The failure of the Six Nations in England fell short of expectations, but Rugby Football Union chief executive Bill Sweeney remains convinced that Eddie Jones is the right man to guide the team to the World Cup.

They finished third in the table after dropping to three defeats for a second consecutive year, but the first reaction from the RFU was to say “we are encouraged by the solid progress the team has made”.

It was an attempt to end any uncertainty over Jones’ future, but it sparked an uproar with former England winger Ugo Monye and retired Wales captain Sam Warburton accusing Twickenham of being ” dishonest”.

“The feelings were genuine. Really disappointed, massively frustrated. Should we have said that earlier on Saturday? Yes, probably, also acknowledging the disappointment of the fans,” Sweeney conceded. “We are all, as an organization and for one person, incredibly disappointed with what happened this year in the Six Nations.

“We expect more from England and we demand more in terms of results and performance. Our emotions were very high. It still feels pretty raw.

“Winning two this year compared to winning two last year is not progress and that is fair criticism. But we feel we are heading in the right direction, so we agreed with that statement.

Apart from winning the title on points difference in the COVID-halted 2020 Six Nations, England’s record in the tournament over the past five years is grim reading.

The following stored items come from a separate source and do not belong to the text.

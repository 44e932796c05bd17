pub mod config;
pub mod container;
pub mod errors;
pub mod instance;
pub mod logging;
pub mod module;
pub mod provider;
pub mod resource;
pub mod types;

// Re-export commonly used items for convenience
pub use config::ContainerConfig;
pub use container::{Container, ContainerStats};
pub use errors::{
    ConfigError, DefinitionError, RegistrationError, ResolutionError, WiringError,
};
pub use instance::{Dependencies, Instance};
pub use module::{Module, ModuleBuilder};
pub use provider::{
    Annotation, Base, BaseProvider, Member, ProducerSpec, Provider, ProviderBuilder,
    ProviderMethod,
};
pub use resource::{Resource, ResourceKind, ResourceSpec};
pub use types::{TypeHierarchy, TypeKey};
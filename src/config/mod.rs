pub mod container_config;
pub mod loader;

pub use container_config::{ContainerConfig, PartialContainerConfig};
pub use loader::ConfigLoader;
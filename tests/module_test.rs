//! 模块定义与默认提供者的集成测试

use wiring::{BaseProvider, DefinitionError, Module, ProducerSpec, Provider, Resource, TypeKey};

fn some_module() -> Module {
    Module::builder("SomeModule")
        .resource("a", TypeKey::of::<i32>())
        .resource("b", Resource::module(TypeKey::of::<String>()))
        .build()
        .unwrap()
}

fn provider_for(module: &Module) -> Provider {
    Provider::builder(format!("{}Provider", module.name()), module)
        .provides("a", ProducerSpec::returning(|_| Ok(10_i32)))
        .provides("b", ProducerSpec::returning(|_| Ok(String::from("b"))))
        .build()
        .unwrap()
}

#[test]
fn test_module_introspection() {
    let module = some_module();

    assert_eq!(module.name(), "SomeModule");
    assert!(module.contains_name("a"));
    assert!(!module.contains_name("c"));
    assert!(module.contains(&module["b"]));
    assert_eq!(module.get("b").map(Resource::type_key), Some(TypeKey::of::<String>()));

    let names: Vec<_> = (&module).into_iter().filter_map(Resource::name).collect();
    assert_eq!(names, vec!["a", "b"]);
}

#[test]
fn test_modules_are_distinct_even_with_same_name() {
    let first = some_module();
    let second = some_module();
    assert_ne!(first, second);
    assert!(!first.contains(&second["a"]));
}

#[test]
fn test_default_provider() {
    let module = some_module();
    assert!(module.default_provider().is_none());

    let provider = provider_for(&module);
    module.set_default_provider(&provider).unwrap();
    assert_eq!(module.default_provider(), Some(provider));
}

#[test]
fn test_cant_use_base_provider_as_default_provider() {
    let module = some_module();
    let err = module.set_default_provider(&BaseProvider).unwrap_err();
    assert!(matches!(err, DefinitionError::IsBaseProviderPlaceholder { .. }));
    assert!(module.default_provider().is_none());
}

#[test]
fn test_cant_set_a_default_provider_to_one_that_provides_to_another_module() {
    let module = some_module();
    let another = Module::builder("AnotherModule")
        .resource("a", TypeKey::of::<i32>())
        .resource("b", TypeKey::of::<String>())
        .build()
        .unwrap();
    let another_provider = provider_for(&another);

    let err = module.set_default_provider(&another_provider).unwrap_err();
    match err {
        DefinitionError::ProvidesForAnotherModule {
            module,
            provider,
            provider_module,
        } => {
            assert_eq!(module, "SomeModule");
            assert_eq!(provider, "AnotherModuleProvider");
            assert_eq!(provider_module, "AnotherModule");
        }
        other => panic!("unexpected error: {other:?}"),
    }
}

#[test]
fn test_cant_set_a_default_provider_to_something_not_a_provider() {
    struct NotAProvider;

    let module = some_module();
    let err = module.set_default_provider(&NotAProvider).unwrap_err();
    assert!(matches!(err, DefinitionError::NotAProvider { .. }));

    let err = module.set_default_provider(&10_i32).unwrap_err();
    assert!(matches!(err, DefinitionError::NotAProvider { candidate: "i32", .. }));
}
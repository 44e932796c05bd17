//! Type-erased values produced by provider methods.

use std::any::Any;
use std::collections::HashMap;
use std::fmt;
use std::sync::Arc;

use anyhow::anyhow;

use crate::types::TypeKey;

/// A produced value together with the concrete type it was produced as.
#[derive(Clone)]
pub struct Instance {
    ty: TypeKey,
    value: Arc<dyn Any + Send + Sync>,
}

impl Instance {
    pub fn new<T: Any + Send + Sync>(value: T) -> Self {
        Self {
            ty: TypeKey::of::<T>(),
            value: Arc::new(value),
        }
    }

    /// Concrete type of the wrapped value.
    pub fn type_key(&self) -> TypeKey {
        self.ty
    }

    pub fn downcast<T: Any + Send + Sync>(&self) -> Option<Arc<T>> {
        self.value.clone().downcast::<T>().ok()
    }

    pub fn downcast_ref<T: Any>(&self) -> Option<&T> {
        self.value.downcast_ref::<T>()
    }

    /// Both handles point at the same cached value.
    pub fn ptr_eq(&self, other: &Instance) -> bool {
        Arc::ptr_eq(&self.value, &other.value)
    }
}

impl fmt::Debug for Instance {
    fn fmt(&self, f: &mut fmt::Formatter<'_>) -> fmt::Result {
        f.debug_struct("Instance").field("type", &self.ty).finish_non_exhaustive()
    }
}

/// Resolved arguments of one provider method call, keyed by parameter name.
#[derive(Debug, Default, Clone)]
pub struct Dependencies {
    values: HashMap<String, Instance>,
}

impl Dependencies {
    pub fn new() -> Self {
        Self::default()
    }

    pub(crate) fn insert(&mut self, parameter: impl Into<String>, instance: Instance) {
        self.values.insert(parameter.into(), instance);
    }

    pub fn instance(&self, parameter: &str) -> Option<&Instance> {
        self.values.get(parameter)
    }

    /// Typed access for use inside provider methods: `deps.get::<i32>("b")?`.
    pub fn get<T: Any + Send + Sync>(&self, parameter: &str) -> anyhow::Result<Arc<T>> {
        let instance = self
            .values
            .get(parameter)
            .ok_or_else(|| anyhow!("no dependency named '{}'", parameter))?;
        instance.downcast::<T>().ok_or_else(|| {
            anyhow!(
                "dependency '{}' holds a {}, not a {}",
                parameter,
                instance.type_key(),
                TypeKey::of::<T>()
            )
        })
    }

    pub fn len(&self) -> usize {
        self.values.len()
    }

    pub fn is_empty(&self) -> bool {
        self.values.is_empty()
    }
}

#[cfg(test)]
mod tests {
    use super::*;

    #[test]
    fn test_instance_downcast() {
        let instance = Instance::new(10_i32);
        assert_eq!(instance.type_key(), TypeKey::of::<i32>());
        assert_eq!(*instance.downcast::<i32>().unwrap(), 10);
        assert!(instance.downcast::<String>().is_none());
        assert!(instance.ptr_eq(&instance.clone()));
        assert!(!instance.ptr_eq(&Instance::new(10_i32)));
    }

    #[test]
    fn test_dependencies_typed_access() {
        let mut deps = Dependencies::new();
        deps.insert("b", Instance::new(10_i32));

        assert_eq!(*deps.get::<i32>("b").unwrap(), 10);
        let wrong_type = deps.get::<String>("b").unwrap_err();
        assert!(wrong_type.to_string().contains("not a String"));
        assert!(deps.get::<i32>("missing").is_err());
    }
}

In that span, they have finished fifth twice and on three occasions only managed two wins, increasing scrutiny of Australian Jones’ position as head coach.

A successful autumn that produced wins over Tonga, Australia and South Africa gave him breathing space, but the RFU’s unconditional support for Jones is irritating sections of the rugby public.

Jones will now face the usual championship-ending scrutiny that will be conducted by Sweeney and a panel of unnamed gaming figures, but his future is secure regardless of their findings.

“We speak with Eddie very frequently and he updates us in terms of thinking and where he thinks we’re falling short,” Sweeney said. “He has absolute conviction and commitment from the players and we believe he is the right guy to guide us. We will continue to review as we go.

“It’s not easy to finish fifth in a Six Nations. It’s not easy to be third, but it’s worse to be fifth. Forget the leaderboards for a second – you just don’t want to lose.

“Do we have the right configuration? Do we have the right organization? Are we going to progress or are we fooling ourselves?

“Every time we’ve had this conversation we’ve said ‘no, we think we’re going in the right direction as we transition and rebuild this team’.”